Krušedol Monastery, with its church dedicated to the Annunciation of the Virgin, is located in a valley, between the former monastery Prnjavor and the village Krušedol. It is a closed unit with the church in the middle, dormitories on all four sides and an area for economic activity located next to the monastery on the southeast side. This monastic community is rich in cultural heritage, from the architecture of buildings, to fresco painting, iconostasis, and tombs of prominent historical figures, it is a significant collection. Unlike many other monasteries whose origins are shrouded in legend, the origin and history of Krušedol are known and largely documented. The family Branković, Serbian despots, who, after the Turkish conquest of the area between the Sava and Danube, lived in Hungary, founded the Krušedol monastery (1509 -1516) as an endowment to the Church for burial purposes. The founder of the monastery was  Bishop Maksim Branković (Despot Đorđe before taking his vows as a monk), with the help of other patrons, especially Duke Jovan Njagoja Basaraba. In this memorial building the remains of those members of the Branković family whose lives were so deeply committed to the Christian faith they deserved the halo of saints were preserved. These are St. Stefan the Blind, St. Despot Jovan, The Venerable Mother Angelina and her son, Bishop Maxim. The cult of the last Serbian despot ensured that Krušedol monastery recieved, and to this day maintains, the highest rank among the Fruska Gora monasteries. Unfortunately, the relics of the saints were destroyed in 1716 when the Turks retreated in front of the Austrian army, sacking many villages and monastic communities as they fled. In the monastery are Arsenije III Čarnojević, Count Georgije Branković, Duke Stevan Šupljikac, Colonel Atanasije Rašković, Princess Ljubica Obrenović and King Milan Obrenović.
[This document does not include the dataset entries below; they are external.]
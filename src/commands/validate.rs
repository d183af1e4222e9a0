use anyhow::{Context, Result};
use std::path::PathBuf;
use url::Url;

use schemagate::canonical::CanonicalLinker;
use schemagate::router::DEFAULT_SCHEMA_PREFIX;
use schemagate::schema::SchemaGenerator;
use schemagate::upstream::load_entities;

/// Check entities against the vocabulary and the site origin
pub fn validate(input: PathBuf, origin: String) -> Result<()> {
    let site = Url::parse(&origin).with_context(|| format!("Invalid origin: {origin}"))?;
    let linker = CanonicalLinker::new(site, DEFAULT_SCHEMA_PREFIX);
    let generator = SchemaGenerator::new();

    let entities = load_entities(&input)
        .with_context(|| format!("Failed to load entities from {}", input.display()))?;

    let mut failed = 0usize;
    for entity in &entities {
        let label = format!("{}/{} v{}", entity.entity_type.slug(), entity.id, entity.version);

        let mut problems = Vec::new();
        if let Err(e) = generator.validate(entity) {
            problems.extend(e.problems);
        }
        if let Some(url) = &entity.content_url {
            if let Err(e) = linker.check(&entity.key(), url) {
                problems.push(e.to_string());
            }
        }

        if problems.is_empty() {
            println!("  OK   {label}");
        } else {
            failed += 1;
            println!("  FAIL {label}");
            for problem in problems {
                println!("       - {problem}");
            }
        }
    }

    println!();
    println!("{} entities, {} invalid", entities.len(), failed);

    if failed > 0 {
        anyhow::bail!("{failed} invalid entities");
    }
    Ok(())
}
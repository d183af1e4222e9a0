//! Retry utilities for resilient operations
//!
//! This module provides a common retry mechanism with exponential backoff
//! used for reads from the content source.

use serde::{Deserialize, Serialize};
use std::fmt::Display;
use std::future::Future;
use std::time::Duration;
use tracing::{debug, warn};

/// Configuration for retry behavior
#[derive(Debug, Clone, PartialEq, Serialize, Deserialize)]
pub struct RetryConfig {
    /// Maximum number of retry attempts
    pub max_retries: u32,

    /// Base delay in milliseconds for exponential backoff
    pub base_delay_ms: u64,

    /// Maximum delay in milliseconds (caps exponential growth)
    pub max_delay_ms: u64,

    /// Multiplier for exponential backoff (default: 2.0)
    pub backoff_multiplier: f64,
}

impl Default for RetryConfig {
    fn default() -> Self {
        Self {
            max_retries: 3,
            base_delay_ms: 200,
            max_delay_ms: 5_000,
            backoff_multiplier: 2.0,
        }
    }
}

impl RetryConfig {
    /// Create a retry configuration with custom delays
    pub fn with_delays(max_retries: u32, base_delay_ms: u64, max_delay_ms: u64) -> Self {
        Self {
            max_retries,
            base_delay_ms,
            max_delay_ms,
            backoff_multiplier: 2.0,
        }
    }

    /// Calculate delay for a given attempt using exponential backoff
    pub fn calculate_delay(&self, attempt: u32) -> Duration {
        let delay_ms = if attempt == 0 {
            0
        } else {
            let exponential =
                self.base_delay_ms as f64 * self.backoff_multiplier.powi((attempt - 1) as i32);
            (exponential as u64).min(self.max_delay_ms)
        };

        Duration::from_millis(delay_ms)
    }
}

/// Execute an operation with retry logic and exponential backoff
///
/// Every error is retried until `max_retries` is exhausted; the last error is
/// returned.
pub async fn with_retry<T, E, F, Fut>(config: &RetryConfig, operation: F) -> Result<T, E>
where
    E: Display,
    F: Fn() -> Fut,
    Fut: Future<Output = Result<T, E>>,
{
    with_retry_if(config, operation, |_| true).await
}

/// Execute an operation with retry logic, using a custom retry predicate
///
/// Errors for which `should_retry` returns `false` are returned immediately.
///
/// # Example
///
/// ```no_run
/// use schemagate::utils::retry::{with_retry_if, RetryConfig};
/// use schemagate::utils::error::UpstreamError;
///
/// async fn fetch() -> Result<String, UpstreamError> {
///     Ok("entity".to_string())
/// }
///
/// # async fn run() -> Result<(), UpstreamError> {
/// let config = RetryConfig::default();
/// let body = with_retry_if(&config, || fetch(), UpstreamError::is_recoverable).await?;
/// # Ok(())
/// # }
/// ```
pub async fn with_retry_if<T, E, F, Fut, P>(
    config: &RetryConfig,
    operation: F,
    should_retry: P,
) -> Result<T, E>
where
    E: Display,
    F: Fn() -> Fut,
    Fut: Future<Output = Result<T, E>>,
    P: Fn(&E) -> bool,
{
    let mut attempt = 0;

    loop {
        // Apply exponential backoff for retries
        if attempt > 0 {
            let delay = config.calculate_delay(attempt);
            debug!(
                attempt = attempt,
                delay_ms = delay.as_millis() as u64,
                "Retrying operation after delay"
            );
            tokio::time::sleep(delay).await;
        }

        match operation().await {
            Ok(result) => {
                if attempt > 0 {
                    debug!(attempt = attempt, "Operation succeeded after retry");
                }
                return Ok(result);
            }
            Err(e) => {
                if !should_retry(&e) {
                    warn!(error = %e, "Non-retryable error encountered");
                    return Err(e);
                }
                if attempt >= config.max_retries {
                    warn!(
                        attempts = attempt + 1,
                        error = %e,
                        "Operation failed, retries exhausted"
                    );
                    return Err(e);
                }

                warn!(
                    attempt = attempt,
                    max_retries = config.max_retries,
                    error = %e,
                    "Operation failed, will retry"
                );
                attempt += 1;
            }
        }
    }
}

#[cfg(test)]
mod tests {
    use super::*;
    use std::sync::atomic::{AtomicU32, Ordering};
    use std::sync::Arc;

    fn fast(max_retries: u32) -> RetryConfig {
        RetryConfig::with_delays(max_retries, 1, 5)
    }

    #[tokio::test]
    async fn test_retry_success_first_attempt() {
        let result = with_retry(&fast(3), || async { Ok::<_, String>(42) }).await;
        assert_eq!(result.unwrap(), 42);
    }

    #[tokio::test]
    async fn test_retry_success_after_failures() {
        let attempts = Arc::new(AtomicU32::new(0));
        let attempts_clone = Arc::clone(&attempts);

        let result = with_retry(&fast(3), move || {
            let attempts = Arc::clone(&attempts_clone);
            async move {
                let count = attempts.fetch_add(1, Ordering::SeqCst);
                if count < 2 {
                    return Err("Simulated failure".to_string());
                }
                Ok(42)
            }
        })
        .await;

        assert_eq!(result.unwrap(), 42);
        assert_eq!(attempts.load(Ordering::SeqCst), 3);
    }

    #[tokio::test]
    async fn test_retry_exhausted() {
        let attempts = Arc::new(AtomicU32::new(0));
        let counter = Arc::clone(&attempts);

        let result: Result<(), String> = with_retry(&fast(2), move || {
            counter.fetch_add(1, Ordering::SeqCst);
            async { Err("Permanent failure".to_string()) }
        })
        .await;

        assert_eq!(result.unwrap_err(), "Permanent failure");
        assert_eq!(attempts.load(Ordering::SeqCst), 3);
    }

    #[tokio::test]
    async fn test_retry_if_predicate() {
        let attempts = Arc::new(AtomicU32::new(0));
        let counter = Arc::clone(&attempts);

        // Should not retry validation errors
        let result: Result<(), String> = with_retry_if(
            &fast(3),
            move || {
                counter.fetch_add(1, Ordering::SeqCst);
                async { Err("validation error".to_string()) }
            },
            |e| !e.contains("validation"),
        )
        .await;

        assert!(result.unwrap_err().contains("validation"));
        assert_eq!(attempts.load(Ordering::SeqCst), 1);
    }

    #[test]
    fn test_calculate_delay() {
        let config = RetryConfig::with_delays(3, 1000, 30_000);

        assert_eq!(config.calculate_delay(0), Duration::from_millis(0));
        assert_eq!(config.calculate_delay(1), Duration::from_millis(1000));
        assert_eq!(config.calculate_delay(2), Duration::from_millis(2000));
        assert_eq!(config.calculate_delay(3), Duration::from_millis(4000));
    }

    #[test]
    fn test_max_delay_cap() {
        let config = RetryConfig::with_delays(10, 1000, 5000);

        // Should not exceed max_delay_ms
        assert_eq!(config.calculate_delay(10), Duration::from_millis(5000));
    }
}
The church was built in the spirit of late Byzantine architecture, but the original appearance has not been fully preserved. The ground plan of the temple is in the form of a trefoil, the altar and choir apses are semicircular, inside and out, and vaulted with demi-calottes. The vaults of the nave are barrel-shaped. Four strong chamfered columns with rectangular cross-section support wide semicircular arches underneath the dome. The transition to the circular base of the column is done with pendentives. The drum is circular inside and eight-sided from the outside, with eight windows. The narthex is separated from the nave, and connected to it through high arches, which were later expanded after 1756, damaging and truncating the paintings. The narthex is simple, with barrel-vault, flat wall surfaces, two windows and an entrance from the west. The outer wall surfaces are simply finished, flat plastered with a low plinth. The cornice is framed by a molded frieze, ornamented with delicate vines in the Biedermeier style. The two-sided gable roof is made out of tin, and the cupola has a lantern on the top.
A high front porch, still in existence today, supported by two wide columns at the corners and a large semi-circular arch span, was added in 1745. Certain decorative accessories come from the era of classicism. The windows and entrance are decorated by stone frames with plastics combining floral and geometric motifs.
The baroque square cross-section bell tower is separated from the church, and is connected to the western part of the dormitory. The outer and inner four-storey division is highlighted by profiled cordon cornices. The roof is made of steel in the form of a pyramid, and a four-sided lantern rises from the middle.
Dormitories surround the monastery from all four sides. They are partially one-storey buildings, and partially ground–floor buildings on elevated basement. They are solidly built out of brick and mortar, with massive walls, shaped as barrel and cruciform vaults.
The monastery church is covered with frescoes: the narthex was painted in 1543 and nave, cupola and altar apse from 1545 to 1546, during the time of abbot Joaniki. On the exterior, the west facade was painted with scenes of the Last Judgment during the mid-seventeenth century. After the restoration of the church at the beginning of the XVIII century, it was re-painted with oil wall paintings. The narthex and altar were painted by Jov Vasilijević from 1750 to 1751, with the help of local artists Vasilije Ostojić, Joakim Marković, Teodor Stefanov Gologlavac and Amvosije Janković. The nave was painted in 1756, by Stefan Tenecki and associates.
Furnishings were added over its five centuries of existence. The iconostasis contains icons from the XVI to XIX century, and the oldest icon, the Deisis, dates from the 1512. The Crucifixion with associated icons and the Unsleeping Eye were painted around 1653, when ​​most of the carved plastics were made. The Throne icons are the work of  Jov Vasilijević from 1745 to 1750, and the icons on the socle date from the early XIX century. The choirs were created around 1745. The Thrones for relics of the Holy Branković family are from 1759, and the Pontiffs throne was donated and painted by Dimitrije Bačević in 1765.
Krušedol Monastery, with its architectural and historic value, multi-layered paintings, rich treasury and library, represents the most valuable complex testifying to the culture and spirituality of the Serbian people in this region.